What is the number of lines in the data that hold the string "image"? Reply with that number only.

--

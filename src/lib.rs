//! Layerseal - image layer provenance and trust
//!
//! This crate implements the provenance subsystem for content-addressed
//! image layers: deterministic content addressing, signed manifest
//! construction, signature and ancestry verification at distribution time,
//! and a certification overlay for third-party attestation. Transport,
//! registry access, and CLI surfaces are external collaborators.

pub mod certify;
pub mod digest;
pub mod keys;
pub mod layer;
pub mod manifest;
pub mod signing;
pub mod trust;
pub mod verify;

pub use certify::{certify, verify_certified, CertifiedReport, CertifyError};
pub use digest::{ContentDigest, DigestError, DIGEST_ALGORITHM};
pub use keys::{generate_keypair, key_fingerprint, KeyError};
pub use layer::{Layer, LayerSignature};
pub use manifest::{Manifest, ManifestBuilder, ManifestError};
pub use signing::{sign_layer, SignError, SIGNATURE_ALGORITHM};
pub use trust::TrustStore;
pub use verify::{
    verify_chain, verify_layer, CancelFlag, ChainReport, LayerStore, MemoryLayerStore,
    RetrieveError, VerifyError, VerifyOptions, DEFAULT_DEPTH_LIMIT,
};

--

• Solution to this task
2